Tooltip Preview
A tooltip provides supplemental, contextual information without shifting people’s focus away from the primary interface. Use them to give helpful but non-essential plain text hints.
Tooltips are especially helpful for teaching someone how to use your app. If you need to provide a list of actions, try a popup menu. If you need to let someone know the status of the system or a task, try a banner or toast notification.
Resources
Behavior
Automatic triggers
Tooltips can be configured to programatically show at the right time for an application’s experience or workflow, like when learning about a new feature. Avoid using too many tooltips for onboarding to your app if it will make the experience feel busy. Try a more focused approach instead.
Manual triggers
Put additional context in tooltips for people to open when they need them. When using tooltips with manual triggers, make sure to include an additional element in the UI that signifies there’s more information to discover, like an info icon or a “Learn more” link.
Dismissal
A tooltip is typically dismissed when someone taps away from it. Tooltips can also be configured to dismiss by tapping on the tooltip itself or on the element the tooltip is anchored to.

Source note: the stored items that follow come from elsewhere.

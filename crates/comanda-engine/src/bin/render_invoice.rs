//! # Invoice Renderer
//!
//! Writes the invoice of a committed sale to disk.
//!
//! ## Usage
//! ```bash
//! cargo run -p comanda-engine --bin render-invoice -- <tenant-id> <sale-id>
//!
//! # Write somewhere else
//! cargo run -p comanda-engine --bin render-invoice -- <tenant-id> <sale-id> --out ./tickets
//! ```
//!
//! Database path, invoice width and time zone come from the `COMANDA_*`
//! environment variables.

use comanda_db::Database;
use comanda_engine::{telemetry, EngineConfig, RequestContext, SaleEngine, TenantId, UserId};
use std::env;
use std::path::PathBuf;
use tracing::info;
use uuid::Uuid;

#[tokio::main]
async fn main() -> Result<(), Box<dyn std::error::Error>> {
    let args: Vec<String> = env::args().skip(1).collect();

    let mut positional = Vec::new();
    let mut out_dir = PathBuf::from(".");

    let mut i = 0;
    while i < args.len() {
        match args[i].as_str() {
            "--out" if i + 1 < args.len() => {
                out_dir = PathBuf::from(&args[i + 1]);
                i += 2;
            }
            other => {
                positional.push(other.to_string());
                i += 1;
            }
        }
    }

    let (tenant_id, sale_id) = match positional.as_slice() {
        [tenant, sale] => (tenant.parse::<TenantId>()?, sale.clone()),
        _ => {
            eprintln!("usage: render-invoice <tenant-id> <sale-id> [--out <dir>]");
            std::process::exit(2);
        }
    };

    let config = EngineConfig::load()?;
    telemetry::init(&config);

    let db = Database::new(config.db_config()).await?;
    let engine = SaleEngine::new(&db, config.invoice_layout());

    // Reading needs only the tenant; the operator is recorded as nobody.
    let ctx = RequestContext::new(tenant_id, UserId::from_uuid(Uuid::nil()));

    let invoice = engine.render_invoice(&ctx, &sale_id).await?;
    let path = out_dir.join(&invoice.filename);
    std::fs::write(&path, &invoice.bytes)?;

    info!(path = %path.display(), bytes = invoice.bytes.len(), "Invoice written");
    println!("{}", path.display());

    db.close().await;
    Ok(())
}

If the default dismissal configuration is changed, make sure to let people know how to exit the tooltip.
Layout
One at a time
Tooltips are meant to give additional info without distracting too much from the original context. Only one tooltip can be shown at a time. If a second tooltip is triggered, the first tooltip will be dismissed. Be sure to use tooltips that are small enough so that they don’t take over the screen.
Positioning
By default, tooltips are placed adjacent to their target element when they’re triggered. Adjust the tooltip’s placement using system spacing tokens to ensure the tooltip doesn’t obscure important information. The tip should always point to the target element. It can be centered on the tooltip or offset to best accommodate your layout.
Content
Use tooltips to provide additional—not redundant—information. Limit the content in a tooltip to just the essentials. If a component is unlabeled, use a simple descriptive noun phrase in sentence case with no end punctuation. If a title is required for your scenario, the title should communicate the main message.
For enabled components that could use some explanation, tooltips should describe what the component lets someone do, for example “Find text in this file.” Don’t use end punctuation unless there’s at least one full sentence. For disabled components, tooltips should provide the circumstances that can enable the component. Only use periods for complete sentences.